*TASK*. Your response must be made up of each line in the data below that contains the string "enum".

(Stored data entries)
- Opening Delimiter -

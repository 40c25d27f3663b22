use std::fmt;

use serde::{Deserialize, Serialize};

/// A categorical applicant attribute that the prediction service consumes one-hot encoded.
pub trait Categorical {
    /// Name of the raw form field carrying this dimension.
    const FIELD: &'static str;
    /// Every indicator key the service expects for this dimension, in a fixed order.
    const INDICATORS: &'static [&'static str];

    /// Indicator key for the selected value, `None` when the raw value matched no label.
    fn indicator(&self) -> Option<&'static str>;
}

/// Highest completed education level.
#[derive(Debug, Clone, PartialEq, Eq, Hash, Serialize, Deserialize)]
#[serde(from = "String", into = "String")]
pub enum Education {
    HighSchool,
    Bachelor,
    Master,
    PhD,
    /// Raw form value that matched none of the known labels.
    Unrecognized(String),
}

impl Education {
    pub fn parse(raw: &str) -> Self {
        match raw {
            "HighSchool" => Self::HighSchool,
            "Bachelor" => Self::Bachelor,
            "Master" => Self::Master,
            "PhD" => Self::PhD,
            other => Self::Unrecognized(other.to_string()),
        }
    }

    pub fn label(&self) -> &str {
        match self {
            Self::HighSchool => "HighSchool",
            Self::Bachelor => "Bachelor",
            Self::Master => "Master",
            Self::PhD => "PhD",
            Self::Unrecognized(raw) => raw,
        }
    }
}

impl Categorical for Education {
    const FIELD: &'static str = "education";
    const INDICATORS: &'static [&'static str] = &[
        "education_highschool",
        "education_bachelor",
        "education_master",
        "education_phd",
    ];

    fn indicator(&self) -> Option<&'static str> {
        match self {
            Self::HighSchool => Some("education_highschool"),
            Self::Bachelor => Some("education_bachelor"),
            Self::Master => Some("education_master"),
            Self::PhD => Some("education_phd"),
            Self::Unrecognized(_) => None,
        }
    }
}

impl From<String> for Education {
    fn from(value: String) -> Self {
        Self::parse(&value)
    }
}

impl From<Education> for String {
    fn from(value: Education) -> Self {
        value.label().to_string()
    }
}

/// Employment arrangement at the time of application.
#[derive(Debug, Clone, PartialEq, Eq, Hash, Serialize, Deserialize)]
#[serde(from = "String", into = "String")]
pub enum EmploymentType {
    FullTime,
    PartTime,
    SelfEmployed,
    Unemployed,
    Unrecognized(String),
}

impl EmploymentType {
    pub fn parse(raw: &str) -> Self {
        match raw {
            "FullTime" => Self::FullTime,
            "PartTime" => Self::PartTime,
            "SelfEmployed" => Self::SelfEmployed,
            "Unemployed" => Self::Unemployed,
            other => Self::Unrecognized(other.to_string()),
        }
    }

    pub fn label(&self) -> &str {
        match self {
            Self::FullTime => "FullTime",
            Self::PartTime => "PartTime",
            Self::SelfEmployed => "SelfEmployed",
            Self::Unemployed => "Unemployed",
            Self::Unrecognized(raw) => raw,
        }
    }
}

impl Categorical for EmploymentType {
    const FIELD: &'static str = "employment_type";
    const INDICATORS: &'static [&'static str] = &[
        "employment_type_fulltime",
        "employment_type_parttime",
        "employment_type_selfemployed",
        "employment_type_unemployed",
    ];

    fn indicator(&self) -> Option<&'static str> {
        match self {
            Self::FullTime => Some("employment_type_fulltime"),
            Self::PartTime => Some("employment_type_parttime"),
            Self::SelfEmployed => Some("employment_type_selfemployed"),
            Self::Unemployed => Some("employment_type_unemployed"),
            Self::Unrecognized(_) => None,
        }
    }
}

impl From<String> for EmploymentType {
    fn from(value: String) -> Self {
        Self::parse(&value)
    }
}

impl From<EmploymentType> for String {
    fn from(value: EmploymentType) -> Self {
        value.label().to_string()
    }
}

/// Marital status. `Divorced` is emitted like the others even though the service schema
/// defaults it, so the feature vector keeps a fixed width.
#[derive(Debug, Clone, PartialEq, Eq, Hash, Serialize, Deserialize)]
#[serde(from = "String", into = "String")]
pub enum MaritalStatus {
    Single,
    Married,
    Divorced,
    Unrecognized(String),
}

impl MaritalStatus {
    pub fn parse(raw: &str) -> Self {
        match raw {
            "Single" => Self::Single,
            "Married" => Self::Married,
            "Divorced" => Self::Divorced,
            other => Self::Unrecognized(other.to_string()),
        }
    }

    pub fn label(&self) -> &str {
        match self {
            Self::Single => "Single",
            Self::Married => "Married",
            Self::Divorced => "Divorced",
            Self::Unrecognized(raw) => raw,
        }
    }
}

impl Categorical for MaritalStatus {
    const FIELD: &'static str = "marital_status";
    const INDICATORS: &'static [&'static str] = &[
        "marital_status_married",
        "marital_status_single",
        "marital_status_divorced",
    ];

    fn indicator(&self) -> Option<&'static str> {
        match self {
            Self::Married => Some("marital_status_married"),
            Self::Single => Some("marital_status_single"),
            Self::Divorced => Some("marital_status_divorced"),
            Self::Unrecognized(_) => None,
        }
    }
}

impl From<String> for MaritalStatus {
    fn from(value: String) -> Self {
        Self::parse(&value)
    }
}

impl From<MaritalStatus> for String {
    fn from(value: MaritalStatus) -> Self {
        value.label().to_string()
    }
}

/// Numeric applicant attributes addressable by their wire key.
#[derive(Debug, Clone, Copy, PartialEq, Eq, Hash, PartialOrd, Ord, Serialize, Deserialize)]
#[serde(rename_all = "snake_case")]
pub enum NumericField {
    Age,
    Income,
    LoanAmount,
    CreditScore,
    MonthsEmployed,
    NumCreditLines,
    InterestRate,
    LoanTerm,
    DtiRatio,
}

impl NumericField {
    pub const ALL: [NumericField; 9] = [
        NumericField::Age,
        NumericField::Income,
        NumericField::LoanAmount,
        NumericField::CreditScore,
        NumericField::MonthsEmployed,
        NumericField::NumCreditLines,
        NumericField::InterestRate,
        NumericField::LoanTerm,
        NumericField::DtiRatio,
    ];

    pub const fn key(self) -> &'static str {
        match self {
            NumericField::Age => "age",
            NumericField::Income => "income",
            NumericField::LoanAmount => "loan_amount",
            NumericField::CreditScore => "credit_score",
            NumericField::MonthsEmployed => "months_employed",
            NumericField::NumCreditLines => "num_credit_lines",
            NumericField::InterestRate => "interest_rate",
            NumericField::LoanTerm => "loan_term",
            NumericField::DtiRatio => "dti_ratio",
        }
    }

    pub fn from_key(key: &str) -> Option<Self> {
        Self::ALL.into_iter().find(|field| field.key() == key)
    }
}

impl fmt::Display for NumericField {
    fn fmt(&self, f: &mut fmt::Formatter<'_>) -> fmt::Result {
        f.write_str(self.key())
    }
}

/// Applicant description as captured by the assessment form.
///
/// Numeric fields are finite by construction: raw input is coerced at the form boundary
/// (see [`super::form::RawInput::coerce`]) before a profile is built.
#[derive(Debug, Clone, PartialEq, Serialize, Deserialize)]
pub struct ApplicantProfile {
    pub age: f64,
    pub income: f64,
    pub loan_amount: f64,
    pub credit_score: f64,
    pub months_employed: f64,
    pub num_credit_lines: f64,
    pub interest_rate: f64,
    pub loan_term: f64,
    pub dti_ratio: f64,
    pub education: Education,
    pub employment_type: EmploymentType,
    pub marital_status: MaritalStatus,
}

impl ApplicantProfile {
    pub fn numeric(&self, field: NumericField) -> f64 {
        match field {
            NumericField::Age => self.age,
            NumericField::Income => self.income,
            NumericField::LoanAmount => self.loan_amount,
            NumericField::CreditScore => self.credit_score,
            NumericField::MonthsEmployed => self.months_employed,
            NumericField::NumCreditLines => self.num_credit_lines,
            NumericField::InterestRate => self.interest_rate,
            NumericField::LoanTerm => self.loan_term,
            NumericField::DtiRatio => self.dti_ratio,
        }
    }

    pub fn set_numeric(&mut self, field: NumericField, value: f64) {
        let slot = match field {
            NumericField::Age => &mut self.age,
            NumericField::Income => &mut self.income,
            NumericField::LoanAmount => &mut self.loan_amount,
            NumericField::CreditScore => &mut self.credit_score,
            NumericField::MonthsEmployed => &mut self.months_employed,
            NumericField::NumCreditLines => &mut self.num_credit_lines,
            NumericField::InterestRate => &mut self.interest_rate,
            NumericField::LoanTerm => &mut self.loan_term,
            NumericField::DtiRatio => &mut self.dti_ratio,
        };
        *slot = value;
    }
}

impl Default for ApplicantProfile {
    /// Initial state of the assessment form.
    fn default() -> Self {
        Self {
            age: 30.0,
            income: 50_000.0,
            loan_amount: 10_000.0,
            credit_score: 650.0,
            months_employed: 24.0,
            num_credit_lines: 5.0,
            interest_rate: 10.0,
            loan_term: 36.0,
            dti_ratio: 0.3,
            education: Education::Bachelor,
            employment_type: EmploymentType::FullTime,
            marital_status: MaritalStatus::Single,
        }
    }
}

- Closing Delimiter -

*PROBLEM SOLUTION*.
pub enum Education {
pub enum EmploymentType {
pub enum MaritalStatus {
pub enum NumericField {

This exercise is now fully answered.